Saved data entries –
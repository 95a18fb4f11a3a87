use thiserror::Error;

#[derive(Debug, Error)]
pub enum ColorError {
    #[error("invalid hex color `{0}`: expected RRGGBB (e.g. 1a1b26)")]
    Length(String),
    #[error("invalid hex color `{0}`: not a hexadecimal number")]
    Digits(String),
}
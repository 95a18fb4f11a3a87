use std::cmp::{Ordering, Reverse};
use std::collections::BinaryHeap;
use std::time::Duration;

use crate::explosion::Secondary;

/// Work deferred to a later point on the show clock.
#[derive(Clone, Debug)]
pub enum Task {
    /// One rocket from a random spot along the bottom edge.
    Launch,
    /// Autonomous cadence; reschedules itself.
    AutoLaunch,
    Shrapnel(Secondary),
    /// Begin the countdown from this value.
    StartCountdown(u32),
    CountdownTick,
    /// Countdown hit zero a second ago: hide it and fire the salvo.
    Liftoff,
}

#[derive(Debug)]
struct Entry {
    deadline: Duration,
    seq: u64,
    task: Task,
}

impl PartialEq for Entry {
    fn eq(&self, other: &Self) -> bool {
        self.deadline == other.deadline && self.seq == other.seq
    }
}

impl Eq for Entry {}

impl PartialOrd for Entry {
    fn partial_cmp(&self, other: &Self) -> Option<Ordering> {
        Some(self.cmp(other))
    }
}

impl Ord for Entry {
    fn cmp(&self, other: &Self) -> Ordering {
        self.deadline
            .cmp(&other.deadline)
            .then(self.seq.cmp(&other.seq))
    }
}

/// Min-heap of deferred tasks; equal deadlines pop in insertion order.
#[derive(Debug, Default)]
pub struct TaskQueue {
    heap: BinaryHeap<Reverse<Entry>>,
    next_seq: u64,
}

impl TaskQueue {
    pub fn new() -> Self {
        Self::default()
    }

    pub fn schedule(&mut self, deadline: Duration, task: Task) {
        let seq = self.next_seq;
        self.next_seq += 1;
        self.heap.push(Reverse(Entry { deadline, seq, task }));
    }

    /// Next task due at or before `now`, with its deadline.
    pub fn pop_due(&mut self, now: Duration) -> Option<(Duration, Task)> {
        if self.heap.peek()?.0.deadline > now {
            return None;
        }
        self.heap.pop().map(|Reverse(entry)| (entry.deadline, entry.task))
    }

    pub fn next_deadline(&self) -> Option<Duration> {
        self.heap.peek().map(|Reverse(entry)| entry.deadline)
    }

    pub fn len(&self) -> usize {
        self.heap.len()
    }

    pub fn is_empty(&self) -> bool {
        self.heap.is_empty()
    }
}
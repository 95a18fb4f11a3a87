use std::collections::VecDeque;

#[derive(Clone, Copy, Debug, PartialEq)]
pub struct Point {
    pub x: f32,
    pub y: f32,
}

/// Bounded FIFO of recent positions; the oldest point falls off first.
#[derive(Clone, Debug)]
pub struct Trail {
    points: VecDeque<Point>,
    capacity: usize,
}

impl Trail {
    pub fn new(capacity: usize) -> Self {
        Self {
            points: VecDeque::with_capacity(capacity + 1),
            capacity,
        }
    }

    pub fn push(&mut self, x: f32, y: f32) {
        self.points.push_back(Point { x, y });
        while self.points.len() > self.capacity {
            self.points.pop_front();
        }
    }

    pub fn set_capacity(&mut self, capacity: usize) {
        self.capacity = capacity;
        while self.points.len() > self.capacity {
            self.points.pop_front();
        }
    }

    pub fn capacity(&self) -> usize {
        self.capacity
    }

    pub fn len(&self) -> usize {
        self.points.len()
    }

    pub fn is_empty(&self) -> bool {
        self.points.is_empty()
    }

    /// Oldest first.
    pub fn iter(&self) -> impl ExactSizeIterator<Item = &Point> + '_ {
        self.points.iter()
    }

    pub fn make_contiguous(&mut self) -> &[Point] {
        self.points.make_contiguous()
    }
}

Required action – Reproduce each entry above without a single difference.

Answer to the exercise –
repository 95a18fb4f11a3a87
use thiserror::Error;

#[derive(Debug, Error)]
pub enum ColorError {
    #[error("invalid hex color `{0}`: expected RRGGBB (e.g. 1a1b26)")]
    Length(String),
    #[error("invalid hex color `{0}`: not a hexadecimal number")]
    Digits(String),
}
repository 95a18fb4f11a3a87
use std::cmp::{Ordering, Reverse};
use std::collections::BinaryHeap;
use std::time::Duration;

use crate::explosion::Secondary;

/// Work deferred to a later point on the show clock.
#[derive(Clone, Debug)]
pub enum Task {
    /// One rocket from a random spot along the bottom edge.
    Launch,
    /// Autonomous cadence; reschedules itself.
    AutoLaunch,
    Shrapnel(Secondary),
    /// Begin the countdown from this value.
    StartCountdown(u32),
    CountdownTick,
    /// Countdown hit zero a second ago: hide it and fire the salvo.
    Liftoff,
}

#[derive(Debug)]
struct Entry {
    deadline: Duration,
    seq: u64,
    task: Task,
}

impl PartialEq for Entry {
    fn eq(&self, other: &Self) -> bool {
        self.deadline == other.deadline && self.seq == other.seq
    }
}

impl Eq for Entry {}

impl PartialOrd for Entry {
    fn partial_cmp(&self, other: &Self) -> Option<Ordering> {
        Some(self.cmp(other))
    }
}

impl Ord for Entry {
    fn cmp(&self, other: &Self) -> Ordering {
        self.deadline
            .cmp(&other.deadline)
            .then(self.seq.cmp(&other.seq))
    }
}

/// Min-heap of deferred tasks; equal deadlines pop in insertion order.
#[derive(Debug, Default)]
pub struct TaskQueue {
    heap: BinaryHeap<Reverse<Entry>>,
    next_seq: u64,
}

impl TaskQueue {
    pub fn new() -> Self {
        Self::default()
    }

    pub fn schedule(&mut self, deadline: Duration, task: Task) {
        let seq = self.next_seq;
        self.next_seq += 1;
        self.heap.push(Reverse(Entry { deadline, seq, task }));
    }

    /// Next task due at or before `now`, with its deadline.
    pub fn pop_due(&mut self, now: Duration) -> Option<(Duration, Task)> {
        if self.heap.peek()?.0.deadline > now {
            return None;
        }
        self.heap.pop().map(|Reverse(entry)| (entry.deadline, entry.task))
    }

    pub fn next_deadline(&self) -> Option<Duration> {
        self.heap.peek().map(|Reverse(entry)| entry.deadline)
    }

    pub fn len(&self) -> usize {
        self.heap.len()
    }

    pub fn is_empty(&self) -> bool {
        self.heap.is_empty()
    }
}
repository 95a18fb4f11a3a87
use std::collections::VecDeque;

#[derive(Clone, Copy, Debug, PartialEq)]
pub struct Point {
    pub x: f32,
    pub y: f32,
}

/// Bounded FIFO of recent positions; the oldest point falls off first.
#[derive(Clone, Debug)]
pub struct Trail {
    points: VecDeque<Point>,
    capacity: usize,
}

impl Trail {
    pub fn new(capacity: usize) -> Self {
        Self {
            points: VecDeque::with_capacity(capacity + 1),
            capacity,
        }
    }

    pub fn push(&mut self, x: f32, y: f32) {
        self.points.push_back(Point { x, y });
        while self.points.len() > self.capacity {
            self.points.pop_front();
        }
    }

    pub fn set_capacity(&mut self, capacity: usize) {
        self.capacity = capacity;
        while self.points.len() > self.capacity {
            self.points.pop_front();
        }
    }

    pub fn capacity(&self) -> usize {
        self.capacity
    }

    pub fn len(&self) -> usize {
        self.points.len()
    }

    pub fn is_empty(&self) -> bool {
        self.points.is_empty()
    }

    /// Oldest first.
    pub fn iter(&self) -> impl ExactSizeIterator<Item = &Point> + '_ {
        self.points.iter()
    }

    pub fn make_contiguous(&mut self) -> &[Point] {
        self.points.make_contiguous()
    }
}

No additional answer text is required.